They say you can’t manage what you can’t measure. While that’s usually a tenet of business, it’s also true when it comes to keeping track of your diet after weight loss surgery. A food journal is a tried-and-true way to monitor what you consume each day.
Keeping a food diary is simple: everyday write down everything you consume. Here’s how a food diary works.
Diaries help people avoid the common pitfall of underestimating calories and portion sizes. For bariatric patients, a food diary does more. Following the diet prescribed by your dietitian is key to making the most of your procedure. Writing down everything you eat and drink, including water and supplements, helps you make a new routine habit.
Identifies Trends, Problems and Successes
A diary helps to establish what works for you. Did that high-carb snack make you sick? Did a protein shake stave off hunger? Are you getting all the nutrients you need? If you’re having health problems or trouble with your diet, your dietitian can analyze your food intake and recommend adjustments.
Gives You an Emotional Outlet
Bariatric surgery can be an emotional rollercoaster. A diary provides a safe place to vent and record thoughts and feelings. You may want to keep a separate journal if you like to write a lot. At minimum, record how you’re feeling on your new diet.
Function Is More Important Than Form
A paper diary is simple and straightforward. A digital diary has the advantage that it’s easy to share. If you use an app, you may be able to easily track nutrients and calories.
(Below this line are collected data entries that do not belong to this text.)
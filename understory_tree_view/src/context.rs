// Copyright 2025 the Understory Authors
// SPDX-License-Identifier: Apache-2.0 OR MIT

//! Tree-wide configuration and the per-render context value.
//!
//! ## Layering
//!
//! - [`TreeViewConfig`] holds the settings a host chooses once: selection mode,
//!   the [`ShowSelected`] policy, and which edit operations are permitted.
//! - [`TreeView`] is the state one tree instance owns across renders: its
//!   config and its [`ExpansionState`].
//! - [`TreeViewContext`] is built per render from the tree view plus the host's
//!   current node snapshot and selection. It is passed by reference to whatever
//!   needs tree-wide information (rows, menus, checkboxes); nothing is ambient.

use alloc::vec::Vec;
use core::fmt::Display;
use core::hash::Hash;

use hashbrown::HashSet;

use crate::edit::{EditError, EditKind, EditSession};
use crate::expansion::{ExpandedSet, ExpansionState, ShowSelected};
use crate::rollup::CheckState;
use crate::selection::{Selection, SelectionMode, select_gesture};
use crate::store::NodeStore;
use crate::types::Node;

bitflags::bitflags! {
    /// Edit operations the host permits, split by root and non-root nodes.
    ///
    /// All permissions are off by default.
    #[derive(Clone, Copy, Debug, Default, PartialEq, Eq, Hash)]
    #[cfg_attr(feature = "serde", derive(serde::Serialize, serde::Deserialize))]
    pub struct EditPermissions: u8 {
        /// Root nodes may be renamed.
        const RENAME_ROOT     = 0b0000_0001;
        /// Root nodes may be removed.
        const REMOVE_ROOT     = 0b0000_0010;
        /// Any node may receive new children.
        const ADD_CHILDREN    = 0b0000_0100;
        /// Non-root nodes may be renamed.
        const RENAME_CHILDREN = 0b0000_1000;
        /// Non-root nodes may be removed.
        const REMOVE_CHILDREN = 0b0001_0000;
    }
}

bitflags::bitflags! {
    /// Persistence callbacks the host actually supplies.
    ///
    /// An operation is only offered when the matching capability is present,
    /// regardless of [`EditPermissions`].
    #[derive(Clone, Copy, Debug, Default, PartialEq, Eq, Hash)]
    pub struct Capabilities: u8 {
        /// An add-child callback is available.
        const ADD_CHILD = 0b001;
        /// A rename callback is available.
        const RENAME    = 0b010;
        /// A remove callback is available.
        const REMOVE    = 0b100;
    }
}

bitflags::bitflags! {
    /// Entries of a node's context menu.
    #[derive(Clone, Copy, Debug, Default, PartialEq, Eq, Hash)]
    pub struct MenuActions: u8 {
        /// "Add": start entering a new child.
        const ADD    = 0b001;
        /// "Rename": start renaming the node.
        const RENAME = 0b010;
        /// "Delete": remove the node.
        const DELETE = 0b100;
    }
}

/// Settings of one tree view.
#[derive(Clone, Debug, Default, PartialEq, Eq)]
#[cfg_attr(feature = "serde", derive(serde::Serialize, serde::Deserialize))]
#[cfg_attr(feature = "serde", serde(default))]
pub struct TreeViewConfig {
    /// How selection gestures are interpreted.
    pub selection_mode: SelectionMode,
    /// When the expanded set grows to reveal the selection.
    pub show_selected: ShowSelected,
    /// Which edit operations are permitted.
    pub permissions: EditPermissions,
}

impl TreeViewConfig {
    /// Default configuration: single selection, always reveal, no editing.
    pub fn new() -> Self {
        Self::default()
    }

    /// Set the selection mode.
    #[must_use]
    pub fn with_selection_mode(mut self, mode: SelectionMode) -> Self {
        self.selection_mode = mode;
        self
    }

    /// Set the reveal policy.
    #[must_use]
    pub fn with_show_selected(mut self, policy: ShowSelected) -> Self {
        self.show_selected = policy;
        self
    }

    /// Set the edit permissions.
    #[must_use]
    pub fn with_permissions(mut self, permissions: EditPermissions) -> Self {
        self.permissions = permissions;
        self
    }
}

/// One rendered row of a tree view.
#[derive(Clone, Debug)]
pub struct VisibleRow<'a, K, T> {
    /// The node shown on this row.
    pub node: &'a Node<K, T>,
    /// Nesting depth; roots are at 0.
    pub depth: usize,
    /// Whether the node's children are shown.
    pub expanded: bool,
    /// Whether the node has children (an expander is shown).
    pub has_children: bool,
    /// Whether the node is in the selection.
    pub selected: bool,
    /// Checkbox state, only in [`SelectionMode::Checkbox`].
    pub check: Option<CheckState>,
}

/// Read-only, per-render view of one tree.
pub struct TreeViewContext<'a, K, T> {
    store: NodeStore<'a, K, T>,
    roots: Option<&'a [K]>,
    selected: &'a [K],
    expanded: &'a ExpandedSet<K>,
    config: &'a TreeViewConfig,
    capabilities: Capabilities,
}

impl<K: core::fmt::Debug, T> core::fmt::Debug for TreeViewContext<'_, K, T> {
    fn fmt(&self, f: &mut core::fmt::Formatter<'_>) -> core::fmt::Result {
        f.debug_struct("TreeViewContext")
            .field("store", &self.store)
            .field("selected", &self.selected)
            .field("expanded", &self.expanded)
            .field("config", &self.config)
            .field("capabilities", &self.capabilities)
            .finish_non_exhaustive()
    }
}

impl<'a, K: Clone + Eq + Hash, T> TreeViewContext<'a, K, T> {
    /// Assemble a context from its parts.
    pub fn new(
        nodes: &'a [Node<K, T>],
        selected: &'a [K],
        expanded: &'a ExpandedSet<K>,
        config: &'a TreeViewConfig,
        capabilities: Capabilities,
    ) -> Self {
        Self {
            store: NodeStore::new(nodes),
            roots: None,
            selected,
            expanded,
            config,
            capabilities,
        }
    }

    /// Render these ids as the top-level rows instead of the snapshot's roots.
    #[must_use]
    pub fn with_roots(mut self, roots: &'a [K]) -> Self {
        self.roots = Some(roots);
        self
    }

    /// The indexed node snapshot.
    pub fn store(&self) -> &NodeStore<'a, K, T> {
        &self.store
    }

    /// The host's current selection.
    pub fn selected(&self) -> &'a [K] {
        self.selected
    }

    /// The tree's expanded set.
    pub fn expanded(&self) -> &'a ExpandedSet<K> {
        self.expanded
    }

    /// Tree settings.
    pub fn config(&self) -> &'a TreeViewConfig {
        self.config
    }

    /// Supplied persistence callbacks.
    pub fn capabilities(&self) -> Capabilities {
        self.capabilities
    }

    /// Returns `true` if the children of `id` are shown.
    pub fn is_expanded(&self, id: &K) -> bool {
        self.expanded.contains(id)
    }

    /// Returns `true` if `id` is selected.
    pub fn is_selected(&self, id: &K) -> bool {
        self.selected.contains(id)
    }

    /// Returns `true` if `id` is rendered at the top level.
    pub fn is_root(&self, id: &K) -> bool {
        match self.roots {
            Some(roots) => roots.contains(id),
            None => self.store.is_root(id),
        }
    }

    /// Checkbox state of `id`.
    pub fn check_state(&self, id: &K) -> CheckState {
        self.store.check_state(id, self.selected)
    }

    /// Context menu entries offered for `id`.
    ///
    /// - Add: children may be added and an add-child callback exists.
    /// - Rename: renaming is permitted for this node's level and a rename
    ///   callback exists.
    /// - Delete: removal is permitted for this node's level, a remove callback
    ///   exists, and the node currently has no children.
    ///
    /// Unknown ids get no entries.
    pub fn menu_actions(&self, id: &K) -> MenuActions {
        let mut actions = MenuActions::empty();
        if !self.store.contains(id) {
            return actions;
        }
        let permissions = self.config.permissions;
        let caps = self.capabilities;
        let (rename, remove) = if self.is_root(id) {
            (EditPermissions::RENAME_ROOT, EditPermissions::REMOVE_ROOT)
        } else {
            (EditPermissions::RENAME_CHILDREN, EditPermissions::REMOVE_CHILDREN)
        };

        let add = permissions.contains(EditPermissions::ADD_CHILDREN);
        let leaf = !self.store.has_children(id);
        for (kind, permitted) in [
            (EditKind::AddChild, add),
            (EditKind::Rename, permissions.contains(rename)),
            (EditKind::Remove, permissions.contains(remove) && leaf),
        ] {
            if permitted && caps.contains(kind.capability()) {
                actions |= kind.menu_action();
            }
        }
        actions
    }

    /// Explicit root ids that are not in the snapshot yet.
    ///
    /// [`visible_rows`](Self::visible_rows) skips these. Hosts typically show a
    /// loading placeholder for them while an insert is still being persisted.
    pub fn pending_roots(&self) -> impl Iterator<Item = &'a K> + '_ {
        self.roots
            .unwrap_or_default()
            .iter()
            .filter(|id| !self.store.contains(id))
    }

    /// Rows to render, in depth-first pre-order.
    ///
    /// Starts from the explicit roots (or the snapshot's roots) and descends
    /// only into expanded nodes. Ids that are not in the snapshot are skipped
    /// (see [`pending_roots`](Self::pending_roots)), and a node is never emitted
    /// twice even if parent links are cyclic.
    pub fn visible_rows(&self) -> Vec<VisibleRow<'a, K, T>> {
        let mut stack: Vec<(&'a Node<K, T>, usize)> = match self.roots {
            Some(roots) => roots
                .iter()
                .rev()
                .filter_map(|id| self.store.get(id))
                .map(|n| (n, 0))
                .collect(),
            None => {
                let mut roots: Vec<_> = self.store.roots().map(|n| (n, 0)).collect();
                roots.reverse();
                roots
            }
        };
        let checkbox = self.config.selection_mode == SelectionMode::Checkbox;
        let mut emitted: HashSet<&'a K> = HashSet::new();
        let mut rows = Vec::new();

        while let Some((node, depth)) = stack.pop() {
            if !emitted.insert(&node.id) {
                continue;
            }
            let expanded = self.is_expanded(&node.id);
            let has_children = self.store.has_children(&node.id);
            rows.push(VisibleRow {
                node,
                depth,
                expanded,
                has_children,
                selected: self.is_selected(&node.id),
                check: checkbox.then(|| self.check_state(&node.id)),
            });
            if expanded && has_children {
                let children: Vec<_> = self.store.children_of(&node.id).collect();
                stack.extend(children.into_iter().rev().map(|c| (c, depth + 1)));
            }
        }
        rows
    }
}

/// State owned by one tree view instance across renders.
///
/// ## Example
///
/// ```rust
/// use understory_tree_view::{Identifier, Node, TreeView, TreeViewConfig};
///
/// let nodes: Vec<Node<Identifier, ()>> = vec![
///     Node::root(0, "Root", ()),
///     Node::child("A", 0, "A", ()),
///     Node::child("B", "A", "Be", ()),
/// ];
/// let mut view = TreeView::new(TreeViewConfig::default());
///
/// // The host selected B; the view reveals it.
/// let selected = vec![Identifier::from("B")];
/// assert!(view.sync_selection(&nodes, &selected));
/// assert_eq!(view.expanded().as_slice(), &[Identifier::from(0), Identifier::from("A")]);
///
/// // Collapsing the root hides everything below it.
/// view.handle_expand_click(&Identifier::from(0), None);
/// assert!(!view.expanded().contains(&Identifier::from(0)));
/// ```
#[derive(Clone, Debug)]
pub struct TreeView<K> {
    config: TreeViewConfig,
    expansion: ExpansionState<K>,
}

impl<K: Clone + Eq + Hash> TreeView<K> {
    /// Create a tree view with nothing expanded.
    pub fn new(config: TreeViewConfig) -> Self {
        let expansion = ExpansionState::new(config.show_selected);
        Self { config, expansion }
    }

    /// Current settings.
    pub fn config(&self) -> &TreeViewConfig {
        &self.config
    }

    /// Replace the settings. A changed reveal policy is re-armed.
    pub fn set_config(&mut self, config: TreeViewConfig) {
        self.expansion.set_policy(config.show_selected);
        self.config = config;
    }

    /// Current expanded set.
    pub fn expanded(&self) -> &ExpandedSet<K> {
        self.expansion.expanded()
    }

    /// Expander click on `id`; `force` as in [`toggle`](crate::toggle).
    pub fn handle_expand_click(&mut self, id: &K, force: Option<bool>) {
        self.expansion.handle_expand_click(id, force);
    }

    /// Selection gesture on `id`, producing the payload for the host.
    pub fn handle_select<T>(&self, id: &K, nodes: &[Node<K, T>]) -> Selection<K> {
        select_gesture(self.config.selection_mode, id, &NodeStore::new(nodes))
    }

    /// Reveal the host's selection according to the reveal policy.
    ///
    /// Returns `true` when the expanded set changed.
    pub fn sync_selection<T>(&mut self, nodes: &[Node<K, T>], selected: &[K]) -> bool
    where
        K: Display,
    {
        self.expansion.reconcile(&NodeStore::new(nodes), selected)
    }

    /// Start entering a new child under the session's node.
    ///
    /// On success the node is forced open so the entry row is visible.
    pub fn begin_add_child<T>(
        &mut self,
        session: &mut EditSession<K>,
        nodes: &[Node<K, T>],
        capabilities: Capabilities,
    ) -> Result<(), EditError> {
        let actions = self
            .context(nodes, &[], capabilities)
            .menu_actions(session.node());
        session.begin_add_child(actions)?;
        self.expansion.handle_expand_click(session.node(), Some(true));
        Ok(())
    }

    /// Build the per-render context.
    pub fn context<'a, T>(
        &'a self,
        nodes: &'a [Node<K, T>],
        selected: &'a [K],
        capabilities: Capabilities,
    ) -> TreeViewContext<'a, K, T> {
        TreeViewContext::new(
            nodes,
            selected,
            self.expansion.expanded(),
            &self.config,
            capabilities,
        )
    }
}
Choose the form you prefer and will feel motivated to stick with.
Make the Most of Your Food Diary
In its most basic form a food diary can be a list of everything you eat and drink. Including key information is important. Here are some of the basics to make the most of your diary.
- Be detailed and thorough. The purpose of the diary is to keep track of everything you consume. Record what you eat and drink, measuring or weighing portions and counting servings.
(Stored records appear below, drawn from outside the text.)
// Copyright 2025 the Understory Authors
// SPDX-License-Identifier: Apache-2.0 OR MIT

// After you edit the crate's doc comment, run this command, then check README.md for any missing links
// cargo rdme --workspace-project=understory_tree_view --heading-base-level=0

//! Understory Tree View: headless state for tree-of-nodes widgets.
//!
//! This crate computes the view state behind an expandable, selectable tree of
//! labelled nodes. It does not render anything. The host owns the node list and
//! the selection, hands a fresh snapshot to this crate on every render, and gets
//! back what to show.
//!
//! - Nodes are a flat list with parent links ([`Node`]). The list is supplied by
//!   the host and may be inconsistent: unknown ids, dangling or self parents,
//!   and cycles are all tolerated and never cause errors or non-termination.
//! - [`NodeStore`] indexes one snapshot.
//! - [`resolve_ancestors`] and [`resolve_descendant_ids`] walk the hierarchy up
//!   and down.
//! - [`reconcile_expanded`] grows an expanded set so the selection is visible;
//!   [`toggle`] handles expander clicks.
//! - [`rollup_state`] derives tri-state checkbox visuals.
//! - [`select_gesture`] and [`apply_selection`] turn clicks into selection
//!   payloads.
//! - [`TreeView`] / [`TreeViewContext`] bundle these for one tree instance.
//! - [`EditSession`] tracks rename / add-child / remove against a
//!   host-supplied [`NodePersistence`].
//!
//! ## Where this fits
//!
//! In the widget / box / render tree split used across Understory, this crate is
//! widget-tree state: it decides *which* rows exist and how they look
//! (expanded, selected, checked). Laying those rows out and hit testing them is
//! left to the host.
//!
//! ## Example
//!
//! ```rust
//! use understory_tree_view::{
//!     Capabilities, Identifier, Node, SelectionMode, TreeView, TreeViewConfig, apply_selection,
//! };
//!
//! let nodes: Vec<Node<Identifier, u32>> = vec![
//!     Node::root(0, "Root", 0),
//!     Node::child("A", 0, "A", 3),
//!     Node::child("B", "A", "Be", 9),
//!     Node::child(1, 0, "One", 1),
//! ];
//!
//! let config = TreeViewConfig::new().with_selection_mode(SelectionMode::Checkbox);
//! let mut view = TreeView::new(config);
//!
//! // Ticking "A" selects its whole subtree...
//! let payload = view.handle_select(&"A".into(), &nodes);
//! let selected = apply_selection(&[], &payload);
//! assert_eq!(selected, vec![Identifier::from("A"), Identifier::from("B")]);
//!
//! // ...and the view expands whatever is needed to show it.
//! assert!(view.sync_selection(&nodes, &selected));
//!
//! let ctx = view.context(&nodes, &selected, Capabilities::empty());
//! let labels: Vec<_> = ctx.visible_rows().iter().map(|r| r.node.label.as_str()).collect();
//! assert_eq!(labels, ["Root", "A", "Be", "One"]);
//! assert!(ctx.check_state(&0.into()).indeterminate);
//! ```
//!
//! ## Identifiers
//!
//! All algorithms are generic over the key type `K`. [`Identifier`] is provided
//! for hosts that mix integer and string keys. Ids are expected to be unique
//! within a snapshot; this is the host's responsibility and is not validated
//! (lookups resolve to the first occurrence).
//!
//! ## Features
//!
//! - `tracing`: emit `tracing` events and spans from resolvers, reconciliation,
//!   and edit sessions.
//! - `serde`: derive `Serialize`/`Deserialize` for [`Identifier`] and the
//!   configuration types.
//!
//! This crate is `no_std` and uses `alloc`.

#![no_std]

extern crate alloc;

#[cfg(test)]
macro_rules! keys {
    ($($id:expr),* $(,)?) => {
        alloc::vec![$($crate::Identifier::from($id)),*]
    };
}

mod ancestors;
mod context;
mod descendants;
mod edit;
mod expansion;
mod rollup;
mod selection;
mod store;
mod types;

pub use ancestors::resolve_ancestors;
pub use context::{
    Capabilities, EditPermissions, MenuActions, TreeView, TreeViewConfig, TreeViewContext,
    VisibleRow,
};
pub use descendants::resolve_descendant_ids;
pub use edit::{
    EditError, EditKind, EditMode, EditOutcome, EditRequest, EditSession, NodePersistence,
    NodeUpdate, ReadOnly, UNKNOWN_ERROR_TEXT,
};
pub use expansion::{ExpandedSet, ExpansionState, ShowSelected, reconcile_expanded, toggle};
pub use rollup::{CheckState, rollup_state};
pub use selection::{Selection, SelectionMode, apply_selection, select_gesture};
pub use store::NodeStore;
pub use types::{Identifier, Node};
- Keep a running update. Record immediately after you eat and drink. If you wait until the end of the day to fill out the diary, you’ll likely forget to include everything.
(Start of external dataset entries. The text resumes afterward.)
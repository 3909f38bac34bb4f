// Copyright 2025 the Understory Authors
// SPDX-License-Identifier: Apache-2.0 OR MIT

//! Selection gestures and the payloads they emit.
//!
//! ## Dispatch
//!
//! The selection itself is owned by the host. A tree view only reports what a
//! gesture asks for:
//!
//! - In [`SelectionMode::Single`], a click on a node emits [`Selection::One`]
//!   and the host replaces its whole selection with that id.
//! - In [`SelectionMode::Checkbox`], toggling a node's checkbox emits
//!   [`Selection::Group`] holding the node followed by all of its descendants.
//!   Whether the group is added or removed depends on whether the clicked node
//!   was already selected.
//!
//! [`apply_selection`] implements that host-side update so that hosts which do
//! not need anything special can use it directly.

use alloc::vec::Vec;
use core::hash::Hash;

use crate::store::NodeStore;

/// How selection gestures are interpreted.
#[derive(Copy, Clone, Debug, Default, PartialEq, Eq, Hash)]
#[cfg_attr(feature = "serde", derive(serde::Serialize, serde::Deserialize))]
pub enum SelectionMode {
    /// One node at a time; a click replaces the selection.
    #[default]
    Single,
    /// Checkboxes; toggling a node toggles its whole subtree.
    Checkbox,
}

/// Payload of a selection gesture.
#[derive(Clone, Debug, PartialEq, Eq)]
pub enum Selection<K> {
    /// A single id (single-select click).
    One(K),
    /// The clicked id followed by its descendants (checkbox toggle).
    Group(Vec<K>),
}

impl<K> Selection<K> {
    /// The node the gesture was performed on.
    pub fn target(&self) -> Option<&K> {
        match self {
            Self::One(id) => Some(id),
            Self::Group(ids) => ids.first(),
        }
    }

    /// All ids carried by the payload.
    pub fn ids(&self) -> &[K] {
        match self {
            Self::One(id) => core::slice::from_ref(id),
            Self::Group(ids) => ids,
        }
    }

    /// Convert into a list of ids.
    pub fn into_vec(self) -> Vec<K> {
        match self {
            Self::One(id) => alloc::vec![id],
            Self::Group(ids) => ids,
        }
    }
}

impl<K> From<K> for Selection<K> {
    fn from(id: K) -> Self {
        Self::One(id)
    }
}

/// Build the payload for a selection gesture on `id`.
///
/// ```rust
/// use understory_tree_view::{Identifier, Node, NodeStore, Selection, SelectionMode, select_gesture};
///
/// let nodes: Vec<Node<Identifier, ()>> = vec![
///     Node::root("X", "Ex", ()),
///     Node::child("Y", "X", "Why?", ()),
/// ];
/// let store = NodeStore::new(&nodes);
///
/// let x = Identifier::from("X");
/// assert_eq!(select_gesture(SelectionMode::Single, &x, &store), Selection::One(x.clone()));
/// assert_eq!(
///     select_gesture(SelectionMode::Checkbox, &x, &store),
///     Selection::Group(vec![x.clone(), Identifier::from("Y")]),
/// );
/// ```
pub fn select_gesture<K, T>(
    mode: SelectionMode,
    id: &K,
    store: &NodeStore<'_, K, T>,
) -> Selection<K>
where
    K: Clone + Eq + Hash,
{
    match mode {
        SelectionMode::Single => Selection::One(id.clone()),
        SelectionMode::Checkbox => Selection::Group(store.descendant_ids(id)),
    }
}

/// Apply a gesture payload to the host's current selection.
///
/// - [`Selection::One`] replaces the selection.
/// - [`Selection::Group`] removes every group id when its first id is currently
///   selected, and otherwise appends the group ids that are missing, in group
///   order.
///
/// The input is never modified.
pub fn apply_selection<K: Clone + PartialEq>(current: &[K], payload: &Selection<K>) -> Vec<K> {
    match payload {
        Selection::One(id) => alloc::vec![id.clone()],
        Selection::Group(ids) => {
            let Some(head) = ids.first() else {
                return current.to_vec();
            };
            if current.contains(head) {
                current
                    .iter()
                    .filter(|k| !ids.contains(k))
                    .cloned()
                    .collect()
            } else {
                let mut next = current.to_vec();
                for id in ids {
                    if !next.contains(id) {
                        next.push(id.clone());
                    }
                }
                next
            }
        }
    }
}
- Eat at home. It’s easy to measure ingredients and manage portions when you prepare food at home. If you do eat out, estimate serving sizes by comparing portions to your hand. Your fist is approximately one cup. Your thumb is close to a tablespoon.
- Don’t fear Failures. Your diary will be a powerful tool if you’re honest. If you take a misstep, record it. Note the reasons for the setback. Learn from your mistakes, but don’t beat yourself up.